YouTube’s sale may be only a month old, but Wall Street had already appeared to move on to the next big deal with all eyes on Mr. Zuckerberg, who has been in on-and-off negotiations with Yahoo. At the conference yesterday, Zuckerberg could be seen standing amid a throng of high-powered would-be suitors. Analysts have estimated that Facebook could have a value of as much as $1 billion.

Many speakers and attendees at the conference, including Barry Diller of IAC/InterActiveCorp, Shari E. Redstone of National Amusements, David J. Stern of the National Basketball Association, Martin Sorell of WPP and Harvey Weinstein of the Weinstein Company, among others, attended a dinner the night before, where much of the conversation was about the YouTube deal and its astronomical price tag. Several people questioned whether Internet valuations had once again gotten out of control.

“We’ve seen how this movie ends,” said one executive at a traditional media company who nonetheless was still looking at a bevy of new media acquisitions. “But we all believe we can change the ending.”

Among the companies being whispered about as takeover targets were sites with user-generated content like Digg and other video sites like Brightcove.

Much of the conference also focused on how user-generated content was upsetting the traditional media model and whether it was a fad or here to stay.

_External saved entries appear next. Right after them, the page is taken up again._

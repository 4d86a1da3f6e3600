use crate::checks::{Check, Predicate};
use crate::config::ValidatorConfig;

pub const PROJECT_FILE: &str = "AiderVSExtension.csproj";
pub const PACKAGE_FILE: &str = "AiderVSExtensionPackage.cs";
pub const MANIFEST_FILE: &str = "source.extension.vsixmanifest";

const CORE_FILES: &[(&str, &str)] = &[
    (PROJECT_FILE, "Project file"),
    (PACKAGE_FILE, "Main package class"),
    (MANIFEST_FILE, "VSIX manifest"),
    ("Properties/AssemblyInfo.cs", "Assembly info"),
    ("Services/ServiceContainer.cs", "Service container"),
];

pub const INTERFACES: &[&str] = &[
    "IAiderService",
    "IConfigurationService",
    "IFileContextService",
    "IAIModelManager",
    "ICompletionProvider",
    "IErrorHandler",
    "IMessageRenderer",
];

pub const REQUIRED_PACKAGES: &[&str] = &[
    "Microsoft.VisualStudio.SDK",
    "Microsoft.VSSDK.BuildTools",
    "Microsoft.VisualStudio.Shell.Framework",
    "LibGit2Sharp",
    "Newtonsoft.Json",
];

pub const REQUIRED_MANIFEST_ELEMENTS: &[&str] =
    &["DisplayName", "Description", "Identity", "Installation", "Assets"];

pub const INTEGRATION_MARKERS: &[&str] = &["ServiceContainer", "InitializeAsync"];

/// A titled group of checks, printed under its own header.
pub struct Section {
    pub icon: &'static str,
    pub title: &'static str,
    pub checks: Vec<Check>,
}

/// The fixed checklist, in run order.
pub fn sections(config: &ValidatorConfig) -> Vec<Section> {
    vec![
        Section {
            icon: "\u{1f4c1}",
            title: "Core Project Files",
            checks: CORE_FILES
                .iter()
                .map(|(file, description)| Check {
                    description: description.to_string(),
                    target: config.project_path(file),
                    predicate: Predicate::Exists,
                })
                .collect(),
        },
        Section {
            icon: "\u{1f50c}",
            title: "Interface Definitions",
            checks: INTERFACES
                .iter()
                .map(|&name| Check {
                    description: format!("Interface {name}"),
                    target: config.project_path(&format!("Interfaces/{name}.cs")),
                    predicate: Predicate::DeclaresInterface { name },
                })
                .collect(),
        },
        Section {
            icon: "\u{2699}\u{fe0f}",
            title: "Project Configuration",
            checks: vec![
                Check {
                    description: "Project file".to_string(),
                    target: config.project_path(PROJECT_FILE),
                    predicate: Predicate::References {
                        noun: "NuGet packages",
                        required: REQUIRED_PACKAGES,
                    },
                },
                Check {
                    description: "VSIX manifest".to_string(),
                    target: config.project_path(MANIFEST_FILE),
                    predicate: Predicate::ManifestElements {
                        required: REQUIRED_MANIFEST_ELEMENTS,
                    },
                },
            ],
        },
        Section {
            icon: "\u{1f3d7}\u{fe0f}",
            title: "Service Container Integration",
            checks: vec![Check {
                description: "Service container".to_string(),
                target: config.project_path(PACKAGE_FILE),
                predicate: Predicate::Markers {
                    host: "main package",
                    markers: INTEGRATION_MARKERS,
                },
            }],
        },
    ]
}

Jerry Seinfeld, the comedian, lamented the quality of the comedy on user-generated YouTube clips. “It’s terrible,” he said. Mr. Stringer retorted, “It’s funny to them.”

“I think of the entertainment industry and Detroit similarly,” Seinfeld said as he dressed down the television executives in the room for not being bolder in their programming. “They don’t have confidence in their instincts. Maybe they don’t have instincts to be confident in?”

Who cares? And why is TV programming being discussed at an internet-related conference, you ask? Precisely what we wanted to know.